The stoma may bleed slightly when cleaned or rubbed, and that’s normal. (Call your healthcare provider if it bleeds profusely, or if the bleeding doesn’t stop.) Clean your stoma gently with water.

Applying an Ostomy Pouch

After an ostomy, you won’t have control over the movement of stool (with an ileostomy or colostomy) or urine (with a urostomy). For this reason, you should wear an ostomy pouching system to collect output from your stoma.

There are various styles and sizes of pouch available, but they come in two basic types: a one-piece ostomy pouch and a two-piece ostomy pouch. With a one-piece pouch, the skin barrier (also called a flange, wafer, or base plate) and collection pouch are a single unit. With a two-piece pouch, you can change the pouch as often as needed while leaving the skin barrier attached for 2-4 days. This can be gentler on your skin and also makes it easier to change bags on the go. 

Some pouches are drainable, meaning you can open the end of the pouch, empty the contents into the toilet, and reuse it. Others are closed, so they’re used only once and then discarded. Pouches typically include charcoal filters to release gas and neutralize any odor.

Whichever style you choose, a tight, leakproof fit is essential. If output from the stoma comes into contact with the surrounding skin, your skin can get irritated and injured. Use ostomy products such as a barrier ring or stoma paste to ensure a good fit between your stoma and your pouching system.

Read more: How To Apply a One-Piece Ostomy Pouch

Read more: How To Apply a Two-Piece Ostomy Pouch

Emptying an Ostomy Pouch

Don’t wait too long to empty your pouch — it’s best to empty it when it’s 1/3 to 1/2 full. Most people with a urostomy empty the pouch every 2 to 4 hours. A colostomy bag may need to be emptied 2-4 times per day, while an ileostomy bag requires a more frequent schedule.

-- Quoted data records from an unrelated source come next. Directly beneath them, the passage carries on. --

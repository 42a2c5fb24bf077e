use anyhow::{Context, Result};
use sqlx::{
    postgres::{PgConnectOptions, PgPoolOptions, PgSslMode},
    PgPool, Row,
};
use std::collections::HashSet;
use std::path::{Path, PathBuf};
use std::str::FromStr;
use std::time::Duration;
use tracing::{info, instrument, warn};

use crate::util::env::{env_flag, env_parse};

pub const MIGRATIONS_DIR: &str = "./migrations";

#[derive(Clone)]
pub struct Db {
    pub pool: PgPool,
}

impl Db {
    // SECURITY: never include raw DSNs in tracing spans (they may contain credentials).
    #[instrument(skip(database_url))]
    pub async fn connect(
        database_url: &str,
        max_connections: u32,
        acquire_timeout: Duration,
    ) -> Result<Self> {
        let mut connect_options = PgConnectOptions::from_str(database_url)
            .context("parse database url")?;
        if database_url.contains("sslmode=require") {
            connect_options = connect_options.ssl_mode(PgSslMode::Require);
        }
        if !env_flag("USE_PREPARED", false) {
            // PgBouncer txn mode safe
            connect_options = connect_options.statement_cache_capacity(0);
        }

        // Optional bulk-load session tuning
        let fast_ingest = env_flag("FAST_INGEST", false);
        let work_mem_mb: u32 = env_parse("FAST_INGEST_WORK_MEM_MB", 64);

        let pool = PgPoolOptions::new()
            .max_connections(max_connections)
            .acquire_timeout(acquire_timeout)
            .idle_timeout(Duration::from_secs(600))
            .after_connect(move |conn, _meta| {
                Box::pin(async move {
                    if fast_ingest {
                        // Best-effort; ignore errors to avoid blocking startup in restricted envs
                        let _ = sqlx::query("SET synchronous_commit = 'off'")
                            .execute(&mut *conn)
                            .await;
                        let _ = sqlx::query(&format!("SET work_mem = '{work_mem_mb}MB'"))
                            .execute(&mut *conn)
                            .await;
                    }
                    Ok(())
                })
            })
            .connect_with(connect_options)
            .await
            .context("connect to postgres")?;
        info!(max_connections, "connected to db");

        // Optional auto-migrate gate (default: OFF). Enable with AUTO_MIGRATE=1/true/on.
        if env_flag("AUTO_MIGRATE", false) {
            info!("running migrations (AUTO_MIGRATE=on)");
            Self::run_migrations(&pool, Path::new(MIGRATIONS_DIR)).await?;
        } else {
            info!("AUTO_MIGRATE disabled; skipping migrations");
        }
        Ok(Self { pool })
    }

    pub async fn migrate(&self) -> Result<usize> {
        Self::run_migrations(&self.pool, Path::new(MIGRATIONS_DIR)).await
    }

    /// Apply `NNNN_description.sql` files in version order, once each.
    /// Returns the number of files applied.
    pub async fn run_migrations(pool: &PgPool, dir: &Path) -> Result<usize> {
        if !dir.exists() {
            warn!(dir = %dir.display(), "migrations directory missing; nothing to apply");
            return Ok(0);
        }
        // raw_sql avoids prepared statements under PgBouncer
        sqlx::raw_sql(
            "CREATE TABLE IF NOT EXISTS fec_schema_migrations (
                version BIGINT PRIMARY KEY,
                description TEXT,
                installed_at TIMESTAMPTZ DEFAULT now()
             )",
        )
        .execute(pool)
        .await?;
        let mut applied: HashSet<i64> = HashSet::new();
        for r in sqlx::raw_sql("SELECT version FROM fec_schema_migrations")
            .fetch_all(pool)
            .await?
        {
            applied.insert(r.try_get::<i64, _>(0)?);
        }

        let mut count = 0;
        for (version, desc, path) in migration_files(dir)? {
            if applied.contains(&version) {
                continue;
            }
            let sql = std::fs::read_to_string(&path)
                .with_context(|| format!("read migration {}", path.display()))?;
            info!(version, file = ?path, "applying migration");

            let (transactional, concurrent) = split_concurrent_indexes(&sql);
            if !transactional.trim().is_empty() {
                sqlx::raw_sql(transactional.trim())
                    .execute(pool)
                    .await
                    .with_context(|| format!("migration {version} ({desc})"))?;
            }
            // CREATE INDEX CONCURRENTLY cannot run inside the implicit transaction above.
            for stmt in concurrent {
                info!(migration_version = version, index_stmt = %stmt, "creating concurrent index");
                sqlx::raw_sql(&stmt)
                    .execute(pool)
                    .await
                    .with_context(|| format!("migration {version}: {stmt}"))?;
            }
            let insert_stmt = format!(
                "INSERT INTO fec_schema_migrations(version, description) VALUES ({}, '{}')",
                version,
                desc.replace('\'', "''")
            );
            sqlx::raw_sql(&insert_stmt).execute(pool).await?;
            applied.insert(version);
            count += 1;
        }
        info!(applied = count, "migrations up-to-date");
        Ok(count)
    }
}

/// Versioned migration files, sorted; names without a numeric prefix are ignored.
fn migration_files(dir: &Path) -> Result<Vec<(i64, String, PathBuf)>> {
    let mut out = Vec::new();
    for entry in std::fs::read_dir(dir)? {
        let path = entry?.path();
        if !path.is_file() {
            continue;
        }
        let Some(fname) = path.file_name().and_then(|s| s.to_str()) else {
            continue;
        };
        if let Some((version, desc)) = parse_migration_name(fname) {
            out.push((version, desc, path));
        }
    }
    out.sort_by_key(|(v, _, _)| *v);
    Ok(out)
}

fn parse_migration_name(fname: &str) -> Option<(i64, String)> {
    let stem = fname.strip_suffix(".sql")?;
    let digits = stem.bytes().take_while(u8::is_ascii_digit).count();
    if digits == 0 {
        return None;
    }
    let (num, rest) = stem.split_at(digits);
    let desc = rest.strip_prefix('_')?;
    Some((num.parse().ok()?, desc.to_string()))
}

/// Separate `CREATE INDEX CONCURRENTLY` statements from the rest of a migration.
fn split_concurrent_indexes(sql: &str) -> (String, Vec<String>) {
    let mut transactional = String::with_capacity(sql.len());
    let mut concurrent = Vec::new();
    let mut buf = String::new();
    let mut capturing = false;
    for line in sql.lines() {
        if !capturing
            && line
                .trim_start()
                .to_ascii_lowercase()
                .starts_with("create index concurrently")
        {
            capturing = true;
            buf.clear();
        }
        if capturing {
            buf.push_str(line);
            buf.push('\n');
            if line.contains(';') {
                capturing = false;
                concurrent.push(buf.trim().to_string());
            }
            continue;
        }
        transactional.push_str(line);
        transactional.push('\n');
    }
    (transactional, concurrent)
}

In short, the process involves sitting on or standing over a toilet, opening the end of the pouch, draining the contents into the toilet, then wiping and resealing the pouch.

Get more detail in our how-to guide: How to Empty an Ostomy Pouch

Caring for Your Peristomal Skin

Maintaining the skin around your stoma is crucial to living well with an ostomy. When the peristomal skin is healthy and intact, it’s easier to ensure a leakproof seal with your pouching system.

The output from a colostomy or ileostomy can damage the peristomal skin, if it leaks under the skin barrier. Frequent barrier changes also can damage the skin — this is called “skin stripping.” To prevent peristomal skin problems:


  • Clean the peristomal skin every time you change your skin barrier, with water or with a gentle soap.
  • Don’t use lotions, oils, creams or other nonmedical products on the peristomal skin.
  • Always take time to inspect your peristomal skin. If you notice the beginning of a rash or other irritation, contact your WOC nurse or other healthcare provider.
  • Change your ostomy products if they’re causing irritation. Try a different pouching system, or a barrier ring instead of stoma paste.
  • Use the crusting technique to protect raw, weeping skin and allow it to heal.

When to Call Your Healthcare Provider

If you notice a problem with your stoma or peristomal skin, or if you have a question, don’t hesitate to contact your healthcare support team. It’s always better to address an issue right away than to wait and see what happens.

Call your WOC nurse if you have minor skin irritation, or any questions or problems with pouching or leakage.

You should contact your healthcare provider right away if you notice:


  • A change in stoma color, from pink-red to purple, black or pale
  • The stoma appears dry
  • An increase or dramatic change in stoma size
  • The stoma retracting or elongating
  • Excessive bleeding from the stoma opening
  • Bleeding between the stoma and skin
  • Pain or sores on your peristomal skin
  • Unusual bulging around your stoma
  • A strong odor from the stoma
  • Urine that’s bloody or foul-smelling
  • An absence of bowel movements for more than 2 days
  • You’re feeling dizzy or lightheaded
  • Any unusual abdominal pain or continuous nausea and vomiting


You should call 911 or go to the emergency room if you notice rapid or dramatic changes in stoma color, or if you’re experiencing symptoms of severe cellulitis, such as high fever, chills, vomiting, and areas of skin that are red, hard, swollen, hot or painful.